Your objective :: Which lines have the string "paths"? Copy all of them from the entries below.

The input ::

━━━━

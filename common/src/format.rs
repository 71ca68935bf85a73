use chrono::{DateTime, Datelike, Local, NaiveDateTime, TimeZone, Utc};

/// `850ms`, `42s`, `3m 7s`.
pub fn format_duration(ms: u64) -> String {
    if ms < 1000 {
        return format!("{}ms", ms);
    }
    let s = ms / 1000;
    if s < 60 {
        return format!("{}s", s);
    }
    format!("{}m {}s", s / 60, s % 60)
}

/// Parses backend timestamps. RFC 3339 is expected; naive timestamps are
/// taken as UTC.
pub fn parse_timestamp(s: &str) -> Option<DateTime<Utc>> {
    if let Ok(dt) = DateTime::parse_from_rfc3339(s) {
        return Some(dt.with_timezone(&Utc));
    }
    NaiveDateTime::parse_from_str(s, "%Y-%m-%dT%H:%M:%S%.f")
        .ok()
        .map(|naive| Utc.from_utc_datetime(&naive))
}

/// Local wall-clock rendering, or the raw string when it cannot be parsed.
pub fn format_timestamp(s: &str) -> String {
    match parse_timestamp(s) {
        Some(dt) => dt.with_timezone(&Local).format("%Y-%m-%d %H:%M:%S").to_string(),
        None => s.to_string(),
    }
}

/// `M/D` label in local time.
pub fn short_date(s: &str) -> String {
    match parse_timestamp(s) {
        Some(dt) => {
            let local = dt.with_timezone(&Local);
            format!("{}/{}", local.month(), local.day())
        }
        None => String::new(),
    }
}

/// Relative age: `just now`, `5m ago`, `3h ago`, `2d ago`.
pub fn time_ago(s: &str, now: DateTime<Utc>) -> String {
    let Some(then) = parse_timestamp(s) else {
        return s.to_string();
    };
    let mins = (now - then).num_minutes();
    if mins < 1 {
        return "just now".to_string();
    }
    if mins < 60 {
        return format!("{}m ago", mins);
    }
    let hrs = mins / 60;
    if hrs < 24 {
        return format!("{}h ago", hrs);
    }
    format!("{}d ago", hrs / 24)
}
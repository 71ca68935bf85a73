use common::{BrowseListing, EntryKind};

use crate::state::Load;

pub const ROOT_LABEL: &str = "~";

#[derive(Debug, Clone, PartialEq, Eq)]
pub struct Crumb {
    pub label: String,
    pub path: String,
}

#[derive(Debug, Clone, PartialEq, Eq)]
pub enum BrowserEntry {
    Parent { path: String },
    Dir { name: String, path: String },
    File { name: String, path: String },
}

impl BrowserEntry {
    pub fn label(&self) -> &str {
        match self {
            BrowserEntry::Parent { .. } => "..",
            BrowserEntry::Dir { name, .. } | BrowserEntry::File { name, .. } => name,
        }
    }
}

#[derive(Debug, Clone, PartialEq, Eq)]
pub struct BrowserView {
    pub crumbs: Vec<Crumb>,
    pub entries: Vec<BrowserEntry>,
    /// The directory has no listable items.
    pub empty: bool,
    pub loading: bool,
    pub error: Option<String>,
}

#[derive(Debug, Default)]
pub struct FileBrowser {
    open: bool,
    path: String,
    listing: Load<BrowseListing>,
}

impl FileBrowser {
    pub fn is_open(&self) -> bool {
        self.open
    }

    /// Current path relative to the browse root; empty at the root.
    pub fn path(&self) -> &str {
        &self.path
    }

    pub(crate) fn open(&mut self) {
        self.open = true;
        self.navigate("");
    }

    pub(crate) fn navigate(&mut self, path: &str) {
        self.path = path.to_string();
        self.listing = Load::Loading;
    }

    pub(crate) fn close(&mut self) {
        self.open = false;
    }

    /// Stores a listing if it answers the path currently shown.
    pub(crate) fn apply(&mut self, path: &str, result: Result<BrowseListing, String>) -> bool {
        if !self.open || path != self.path {
            return false;
        }
        self.listing = match result {
            Ok(listing) => Load::Ready(listing),
            Err(e) => Load::Failed(e),
        };
        true
    }

    /// Shows an already fetched listing for `path`.
    pub fn show(&mut self, path: &str, listing: BrowseListing) {
        self.open = true;
        self.path = path.to_string();
        self.listing = Load::Ready(listing);
    }

    pub fn view(&self) -> BrowserView {
        let parent = (!self.path.is_empty()).then(|| BrowserEntry::Parent {
            path: parent_path(&self.path),
        });
        match &self.listing {
            Load::Ready(listing) => {
                let mut entries: Vec<BrowserEntry> = parent.into_iter().collect();
                entries.extend(item_entries(&self.path, listing));
                BrowserView {
                    crumbs: breadcrumbs(&listing.path),
                    entries,
                    empty: listing.items.is_empty(),
                    loading: false,
                    error: None,
                }
            }
            other => BrowserView {
                crumbs: breadcrumbs(&self.path),
                entries: parent.into_iter().collect(),
                empty: false,
                loading: matches!(other, Load::Loading | Load::Idle),
                error: match other {
                    Load::Failed(e) => Some(e.clone()),
                    _ => None,
                },
            },
        }
    }
}

/// Root crumb followed by one crumb per path segment, each pointing at its
/// accumulated prefix. `""` and `"."` both denote the root.
pub fn breadcrumbs(path: &str) -> Vec<Crumb> {
    let mut crumbs = vec![Crumb { label: ROOT_LABEL.to_string(), path: String::new() }];
    if path.is_empty() || path == "." {
        return crumbs;
    }
    let mut acc = String::new();
    for part in path.split('/') {
        if !acc.is_empty() {
            acc.push('/');
        }
        acc.push_str(part);
        crumbs.push(Crumb { label: part.to_string(), path: acc.clone() });
    }
    crumbs
}

/// Path without its last segment; a single segment yields the root.
pub fn parent_path(path: &str) -> String {
    match path.rfind('/') {
        Some(idx) => path[..idx].to_string(),
        None => String::new(),
    }
}

fn item_entries(current: &str, listing: &BrowseListing) -> Vec<BrowserEntry> {
    listing
        .items
        .iter()
        .map(|item| match item.kind {
            EntryKind::Dir => BrowserEntry::Dir {
                name: item.name.clone(),
                path: if current.is_empty() {
                    item.name.clone()
                } else {
                    format!("{}/{}", current, item.name)
                },
            },
            EntryKind::File => BrowserEntry::File {
                name: item.name.clone(),
                path: item.path.clone().unwrap_or_else(|| item.name.clone()),
            },
        })
        .collect()
}

#[cfg(test)]
mod tests {
    use super::*;
    use common::BrowseItem;

    fn listing(path: &str, items: Vec<BrowseItem>) -> BrowseListing {
        BrowseListing { path: path.to_string(), items }
    }

    fn dir(name: &str) -> BrowseItem {
        BrowseItem { name: name.to_string(), kind: EntryKind::Dir, path: None }
    }

    fn file(name: &str, path: &str) -> BrowseItem {
        BrowseItem { name: name.to_string(), kind: EntryKind::File, path: Some(path.to_string()) }
    }

    #[test]
    fn test_breadcrumbs_accumulate_prefixes() {
        let crumbs = breadcrumbs("work/etl/daily");
        let paths: Vec<&str> = crumbs.iter().map(|c| c.path.as_str()).collect();
        assert_eq!(paths, ["", "work", "work/etl", "work/etl/daily"]);
        assert_eq!(crumbs[0].label, ROOT_LABEL);
        assert_eq!(crumbs[2].label, "etl");
    }

    #[test]
    fn test_root_dot_has_only_root_crumb() {
        assert_eq!(breadcrumbs(".").len(), 1);
        assert_eq!(breadcrumbs("").len(), 1);
    }

    #[test]
    fn test_parent_path() {
        assert_eq!(parent_path("work/etl"), "work");
        assert_eq!(parent_path("work"), "");
    }

    #[test]
    fn test_root_listing_has_no_parent_entry() {
        let mut browser = FileBrowser::default();
        browser.open();
        assert!(browser.apply("", Ok(listing(".", vec![dir("work"), file("a.sh", "/home/op/a.sh")]))));

        let view = browser.view();
        assert_eq!(
            view.entries,
            vec![
                BrowserEntry::Dir { name: "work".into(), path: "work".into() },
                BrowserEntry::File { name: "a.sh".into(), path: "/home/op/a.sh".into() },
            ]
        );
        assert!(!view.empty);
    }

    #[test]
    fn test_nested_listing_has_parent_and_joined_dirs() {
        let mut browser = FileBrowser::default();
        browser.open();
        browser.navigate("work/etl");
        browser.apply("work/etl", Ok(listing("work/etl", vec![dir("jobs")])));

        let view = browser.view();
        assert_eq!(view.entries[0], BrowserEntry::Parent { path: "work".into() });
        assert_eq!(view.entries[1], BrowserEntry::Dir { name: "jobs".into(), path: "work/etl/jobs".into() });
        assert_eq!(view.crumbs.len(), 3);
    }

    #[test]
    fn test_empty_directory_is_explicit() {
        let mut browser = FileBrowser::default();
        browser.open();
        browser.navigate("empty");
        browser.apply("empty", Ok(listing("empty", vec![])));
        let view = browser.view();
        assert!(view.empty);
        assert_eq!(view.entries, vec![BrowserEntry::Parent { path: String::new() }]);
    }

    #[test]
    fn test_stale_listing_is_dropped() {
        let mut browser = FileBrowser::default();
        browser.open();
        browser.navigate("b");
        assert!(!browser.apply("a", Ok(listing("a", vec![dir("x")]))));
        assert!(browser.view().loading);
    }
}
//! The dashboard engine: owns [`DashboardState`], the refresh timer and the
//! API handle, and applies one [`Event`] at a time.
//!
//! Remote calls run as spawned tasks that post their result back on the
//! engine channel. Nothing is cancelled; a late result is recognised when it
//! is handled, by its request ticket and by checking that the page it was
//! fetched for is still the visible one.

use common::{BrowseListing, JobConfig, JobId, JobSummary, KillResponse, Run, RunId,
             RunTriggered};
use std::future::Future;
use std::sync::Arc;
use tokio::sync::mpsc::{self, UnboundedReceiver, UnboundedSender};

use crate::api::{ApiError, JobsApi};
use crate::browser::BrowserEntry;
use crate::filter::FilterType;
use crate::form::FormField;
use crate::state::{DashboardState, DetailState, DetailSubTab, Load, LogContent, LogViewer,
                   SubTab, Tab};
use crate::timers::{TimerCoordinator, TimerKind};

/// Page to show, with whatever the page needs to load.
#[derive(Debug, Clone, PartialEq, Eq)]
pub enum TabTarget {
    Monitor,
    Create,
    JobDetail { job_id: JobId, job_name: String },
}

impl TabTarget {
    pub fn tab(&self) -> Tab {
        match self {
            TabTarget::Monitor => Tab::Monitor,
            TabTarget::Create => Tab::Create,
            TabTarget::JobDetail { .. } => Tab::JobDetail,
        }
    }

    fn timer(&self) -> Option<TimerKind> {
        match self {
            TabTarget::Monitor => Some(TimerKind::List),
            TabTarget::Create => None,
            TabTarget::JobDetail { .. } => Some(TimerKind::Detail),
        }
    }
}

/// Operator intents.
#[derive(Debug, Clone, PartialEq, Eq)]
pub enum Command {
    SwitchTab(TabTarget),
    SwitchSubTab(SubTab),
    SwitchDetailSubTab(DetailSubTab),
    Search(String),
    Filter(FilterType),
    RunNow(JobId),
    Kill(JobId),
    Delete { job_id: JobId, name: String },
    /// Answer to the pending confirmation.
    Confirm(bool),
    Edit(JobId),
    SetField(FormField, String),
    Submit,
    CancelEdit,
    ViewLog(RunId),
    CloseLog,
    OpenBrowser,
    BrowseDir(String),
    OpenEntry(BrowserEntry),
    CloseBrowser,
    /// Closes the log viewer and the file browser.
    Dismiss,
    DismissAlert,
}

#[derive(Debug)]
pub enum Event {
    Command(Command),
    TimerFired { kind: TimerKind, generation: u64 },
    JobsLoaded { ticket: u64, result: Result<Vec<JobSummary>, ApiError> },
    DetailLoaded { ticket: u64, job_id: JobId, result: Result<(JobConfig, Vec<Run>), ApiError> },
    AllRunsLoaded { ticket: u64, result: Result<Vec<Run>, ApiError> },
    LogLoaded { run_id: RunId, result: Result<String, ApiError> },
    BrowseLoaded { path: String, result: Result<BrowseListing, ApiError> },
    RunStarted { job_id: JobId, result: Result<RunTriggered, ApiError> },
    KillDone { job_id: JobId, result: Result<KillResponse, ApiError> },
    DeleteDone { job_id: JobId, result: Result<(), ApiError> },
    EditFetched { result: Result<JobConfig, ApiError> },
    SubmitDone { result: Result<JobConfig, ApiError> },
    /// Re-fetch after a run/kill once the backend has registered it.
    DeferredReload { job_id: JobId },
    Shutdown,
}

/// Monotonic request numbering for one kind of fetch. A result is applied
/// only if it is newer than the last one applied.
#[derive(Debug, Default)]
struct Ticket {
    issued: u64,
    applied: u64,
}

impl Ticket {
    fn issue(&mut self) -> u64 {
        self.issued += 1;
        self.issued
    }

    fn accept(&mut self, ticket: u64) -> bool {
        if ticket <= self.applied {
            return false;
        }
        self.applied = ticket;
        true
    }
}

pub struct Dashboard<A: JobsApi> {
    pub(crate) api: Arc<A>,
    pub(crate) state: DashboardState,
    timers: TimerCoordinator,
    pub(crate) events_tx: UnboundedSender<Event>,
    events_rx: UnboundedReceiver<Event>,
    jobs_ticket: Ticket,
    detail_ticket: Ticket,
    runs_ticket: Ticket,
}

impl<A: JobsApi> Dashboard<A> {
    pub fn new(api: Arc<A>) -> Self {
        let (events_tx, events_rx) = mpsc::unbounded_channel();
        Self {
            api,
            state: DashboardState::default(),
            timers: TimerCoordinator::new(events_tx.clone()),
            events_tx,
            events_rx,
            jobs_ticket: Ticket::default(),
            detail_ticket: Ticket::default(),
            runs_ticket: Ticket::default(),
        }
    }

    pub fn state(&self) -> &DashboardState {
        &self.state
    }

    pub fn armed_timer(&self) -> Option<TimerKind> {
        self.timers.armed_kind()
    }

    /// Handle for hosts to post commands (wrapped in [`Event::Command`]) or
    /// [`Event::Shutdown`].
    pub fn sender(&self) -> UnboundedSender<Event> {
        self.events_tx.clone()
    }

    /// Shows the monitor page.
    pub fn start(&mut self) {
        self.switch_tab(TabTarget::Monitor);
    }

    pub async fn next_event(&mut self) -> Option<Event> {
        self.events_rx.recv().await
    }

    pub fn try_next_event(&mut self) -> Option<Event> {
        self.events_rx.try_recv().ok()
    }

    /// Waits for and applies the next event. Returns `false` on shutdown.
    pub async fn step(&mut self) -> bool {
        match self.next_event().await {
            Some(Event::Shutdown) | None => false,
            Some(event) => {
                self.handle(event);
                true
            }
        }
    }

    pub fn dispatch(&mut self, command: Command) {
        self.handle(Event::Command(command));
    }

    pub fn handle(&mut self, event: Event) {
        match event {
            Event::Command(command) => self.on_command(command),
            Event::TimerFired { kind, generation } => self.on_timer(kind, generation),
            Event::JobsLoaded { ticket, result } => self.on_jobs_loaded(ticket, result),
            Event::DetailLoaded { ticket, job_id, result } => {
                self.on_detail_loaded(ticket, job_id, result)
            }
            Event::AllRunsLoaded { ticket, result } => self.on_all_runs_loaded(ticket, result),
            Event::LogLoaded { run_id, result } => self.on_log_loaded(run_id, result),
            Event::BrowseLoaded { path, result } => self.on_browse_loaded(path, result),
            Event::RunStarted { job_id, result } => self.on_run_started(job_id, result),
            Event::KillDone { job_id, result } => self.on_kill_done(job_id, result),
            Event::DeleteDone { job_id, result } => self.on_delete_done(job_id, result),
            Event::EditFetched { result } => self.on_edit_fetched(result),
            Event::SubmitDone { result } => self.on_submit_done(result),
            Event::DeferredReload { job_id } => self.on_deferred_reload(job_id),
            Event::Shutdown => {}
        }
    }

    fn on_command(&mut self, command: Command) {
        match command {
            Command::SwitchTab(target) => self.switch_tab(target),
            Command::SwitchSubTab(sub_tab) => self.switch_sub_tab(sub_tab),
            Command::SwitchDetailSubTab(sub_tab) => self.state.current_detail_sub_tab = sub_tab,
            Command::Search(query) => self.state.search_query = query,
            Command::Filter(filter) => self.state.current_filter = filter,
            Command::RunNow(job_id) => self.run_now(job_id),
            Command::Kill(job_id) => self.kill_job(job_id),
            Command::Delete { job_id, name } => self.delete_job(job_id, name),
            Command::Confirm(answer) => self.answer_confirm(answer),
            Command::Edit(job_id) => self.edit_job(job_id),
            Command::SetField(field, value) => self.state.form.set(field, &value),
            Command::Submit => self.submit_job(),
            Command::CancelEdit => self.switch_tab(TabTarget::Monitor),
            Command::ViewLog(run_id) => self.view_log(run_id),
            Command::CloseLog => self.state.log = None,
            Command::OpenBrowser => {
                self.state.browser.open();
                self.load_browser_dir(String::new());
            }
            Command::BrowseDir(path) => self.load_browser_dir(path),
            Command::OpenEntry(entry) => self.open_entry(entry),
            Command::CloseBrowser => self.state.browser.close(),
            Command::Dismiss => {
                self.state.log = None;
                self.state.browser.close();
            }
            Command::DismissAlert => self.state.alert = None,
        }
    }

    /// The only way the visible page changes.
    pub(crate) fn switch_tab(&mut self, target: TabTarget) {
        // Pages and their tab indicators follow `current_tab`.
        self.state.current_tab = target.tab();

        let owned = target.timer();
        for kind in [TimerKind::List, TimerKind::Detail] {
            if owned != Some(kind) {
                self.timers.disarm(kind);
            }
        }
        if let Some(kind) = owned {
            self.timers.arm(kind);
        }

        match target {
            TabTarget::Monitor => self.load_jobs(),
            TabTarget::Create => self.state.form.reset(),
            TabTarget::JobDetail { job_id, job_name } => {
                self.state.current_detail_sub_tab = DetailSubTab::Runs;
                match self.state.detail.as_mut() {
                    Some(detail) if detail.job_id == job_id => detail.job_name = job_name,
                    _ => {
                        self.state.detail = Some(DetailState {
                            job_id,
                            job_name,
                            job: None,
                            runs: None,
                        })
                    }
                }
                self.load_detail();
            }
        }
    }

    fn switch_sub_tab(&mut self, sub_tab: SubTab) {
        self.state.current_sub_tab = sub_tab;
        if sub_tab == SubTab::Runs {
            self.load_all_runs();
        }
    }

    fn on_timer(&mut self, kind: TimerKind, generation: u64) {
        if !self.timers.is_current(kind, generation) {
            return;
        }
        match kind {
            TimerKind::List if self.state.current_tab == Tab::Monitor => self.load_jobs(),
            TimerKind::Detail if self.state.current_tab == Tab::JobDetail => self.load_detail(),
            _ => {}
        }
    }

    /// Runs `request` on its own task and posts the event it produces.
    pub(crate) fn spawn<F, Fut>(&self, request: F)
    where
        F: FnOnce(Arc<A>) -> Fut,
        Fut: Future<Output = Event> + Send + 'static,
    {
        let events = self.events_tx.clone();
        let fut = request(self.api.clone());
        tokio::spawn(async move {
            let _ = events.send(fut.await);
        });
    }

    pub(crate) fn load_jobs(&mut self) {
        let ticket = self.jobs_ticket.issue();
        self.spawn(move |api| async move {
            Event::JobsLoaded { ticket, result: api.list_jobs().await }
        });
    }

    fn on_jobs_loaded(&mut self, ticket: u64, result: Result<Vec<JobSummary>, ApiError>) {
        match result {
            Ok(jobs) => {
                if self.jobs_ticket.accept(ticket) {
                    log::debug!("Loaded {} jobs", jobs.len());
                    self.state.cache.replace(jobs);
                }
            }
            Err(e) => log::warn!("Failed to load jobs: {}", e),
        }
    }

    pub(crate) fn load_detail(&mut self) {
        let Some(job_id) = self.state.detail_job_id().cloned() else {
            return;
        };
        let ticket = self.detail_ticket.issue();
        self.spawn(move |api| async move {
            let (job, runs) = tokio::join!(
                api.get_job(&job_id),
                api.job_runs(&job_id, common::DETAIL_RUN_LIMIT)
            );
            let result = job.and_then(|job| runs.map(|runs| (job, runs)));
            Event::DetailLoaded { ticket, job_id, result }
        });
    }

    fn on_detail_loaded(
        &mut self,
        ticket: u64,
        job_id: JobId,
        result: Result<(JobConfig, Vec<Run>), ApiError>,
    ) {
        if !self.state.is_showing_detail(&job_id) {
            log::debug!("Discarding detail result for {}: page no longer shown", job_id);
            return;
        }
        match result {
            Ok((job, runs)) => {
                if !self.detail_ticket.accept(ticket) {
                    return;
                }
                if let Some(detail) = self.state.detail.as_mut() {
                    detail.job = Some(job);
                    detail.runs = Some(runs);
                }
            }
            Err(e) => log::warn!("Failed to load job detail for {}: {}", job_id, e),
        }
    }

    fn load_all_runs(&mut self) {
        self.state.all_runs = Load::Loading;
        let ticket = self.runs_ticket.issue();
        self.spawn(move |api| async move {
            Event::AllRunsLoaded { ticket, result: api.all_runs(common::ALL_RUNS_LIMIT).await }
        });
    }

    fn on_all_runs_loaded(&mut self, ticket: u64, result: Result<Vec<Run>, ApiError>) {
        if !self.runs_ticket.accept(ticket) {
            return;
        }
        self.state.all_runs = match result {
            Ok(runs) => Load::Ready(runs),
            Err(e) => {
                log::warn!("Failed to load all runs: {}", e);
                Load::Failed(e.to_string())
            }
        };
    }

    fn view_log(&mut self, run_id: RunId) {
        self.state.log = Some(LogViewer { run_id: run_id.clone(), content: LogContent::Loading });
        self.spawn(move |api| async move {
            let result = api.run_log(&run_id).await;
            Event::LogLoaded { run_id, result }
        });
    }

    fn on_log_loaded(&mut self, run_id: RunId, result: Result<String, ApiError>) {
        let Some(viewer) = self.state.log.as_mut().filter(|v| v.run_id == run_id) else {
            return;
        };
        viewer.content = match result {
            Ok(text) if text.is_empty() => LogContent::Text("(empty log)".to_string()),
            Ok(text) => LogContent::Text(text),
            Err(e) => LogContent::Error(format!("Error loading log: {}", e)),
        };
    }

    fn load_browser_dir(&mut self, path: String) {
        self.state.browser.navigate(&path);
        self.spawn(move |api| async move {
            let result = api.browse(&path).await;
            Event::BrowseLoaded { path, result }
        });
    }

    fn open_entry(&mut self, entry: BrowserEntry) {
        match entry {
            BrowserEntry::Parent { path } | BrowserEntry::Dir { path, .. } => {
                self.load_browser_dir(path)
            }
            BrowserEntry::File { path, .. } => {
                self.state.form.set(FormField::ScriptPath, &path);
                self.state.browser.close();
            }
        }
    }

    fn on_browse_loaded(&mut self, path: String, result: Result<BrowseListing, ApiError>) {
        if let Err(e) = &result {
            log::warn!("Browse error for '{}': {}", path, e);
        }
        self.state.browser.apply(&path, result.map_err(|e| e.to_string()));
    }
}
use serde::{Deserialize, Serialize};
use crate::job::RunId;

/// Response of `POST /api/jobs/{id}/kill`.
#[derive(Debug, Clone, PartialEq, Eq, Serialize, Deserialize)]
pub struct KillResponse {
    #[serde(default)]
    pub ok: bool,
    #[serde(default)]
    pub killed: u32,
}

/// Response of `POST /api/jobs/{id}/run`.
#[derive(Debug, Clone, PartialEq, Eq, Serialize, Deserialize)]
pub struct RunTriggered {
    pub run_id: RunId,
}

/// Error body returned by the backend on non-2xx responses. `detail` is a
/// string for application errors and a list of field errors for rejected
/// payloads.
#[derive(Debug, Clone, Default, Serialize, Deserialize)]
pub struct ErrorBody {
    #[serde(default)]
    pub detail: Option<serde_json::Value>,
}

impl ErrorBody {
    pub fn message(&self) -> Option<String> {
        match self.detail.as_ref()? {
            serde_json::Value::Null => None,
            serde_json::Value::String(s) => Some(s.clone()),
            serde_json::Value::Array(items) => {
                let msgs: Vec<String> = items
                    .iter()
                    .map(|item| match item.get("msg").and_then(|m| m.as_str()) {
                        Some(msg) => msg.to_string(),
                        None => item.to_string(),
                    })
                    .collect();
                Some(msgs.join("; "))
            }
            other => Some(other.to_string()),
        }
    }
}

#[derive(Debug, Clone, Copy, PartialEq, Eq, Serialize, Deserialize)]
#[serde(rename_all = "lowercase")]
pub enum EntryKind {
    Dir,
    File,
}

#[derive(Debug, Clone, PartialEq, Eq, Serialize, Deserialize)]
pub struct BrowseItem {
    pub name: String,
    #[serde(rename = "type")]
    pub kind: EntryKind,
    /// Absolute path on the server, present for files.
    #[serde(default)]
    pub path: Option<String>,
}

/// Response of `GET /api/browse?path=P`. `path` is relative to the browse
/// root and is `"."` for the root itself.
#[derive(Debug, Clone, PartialEq, Eq, Default, Serialize, Deserialize)]
pub struct BrowseListing {
    #[serde(default)]
    pub path: String,
    #[serde(default)]
    pub items: Vec<BrowseItem>,
}

#[cfg(test)]
mod tests {
    use super::*;

    #[test]
    fn test_browse_listing_decodes_mixed_items() {
        let listing: BrowseListing = serde_json::from_str(
            r#"{"type":"dir","path":"scripts","items":[
                {"name":"nightly","type":"dir"},
                {"name":"backup.sh","type":"file","path":"/home/op/scripts/backup.sh"}]}"#,
        )
        .unwrap();
        assert_eq!(listing.items.len(), 2);
        assert_eq!(listing.items[0].kind, EntryKind::Dir);
        assert_eq!(listing.items[1].path.as_deref(), Some("/home/op/scripts/backup.sh"));
    }

    #[test]
    fn test_error_body_messages() {
        let body: ErrorBody = serde_json::from_str(r#"{"detail":"Job j9 not found"}"#).unwrap();
        assert_eq!(body.message().as_deref(), Some("Job j9 not found"));

        let body: ErrorBody = serde_json::from_str(
            r#"{"detail":[{"loc":["body","name"],"msg":"field required"}]}"#,
        )
        .unwrap();
        assert_eq!(body.message().as_deref(), Some("field required"));

        let body: ErrorBody = serde_json::from_str("{}").unwrap();
        assert_eq!(body.message(), None);
    }

    #[test]
    fn test_kill_response_tolerates_missing_ok() {
        let resp: KillResponse = serde_json::from_str(r#"{"killed":2}"#).unwrap();
        assert_eq!(resp.killed, 2);
    }
}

━━━━

Output ::
        let paths: Vec<&str> = crumbs.iter().map(|c| c.path.as_str()).collect();
        assert_eq!(paths, ["", "work", "work/etl", "work/etl/daily"]);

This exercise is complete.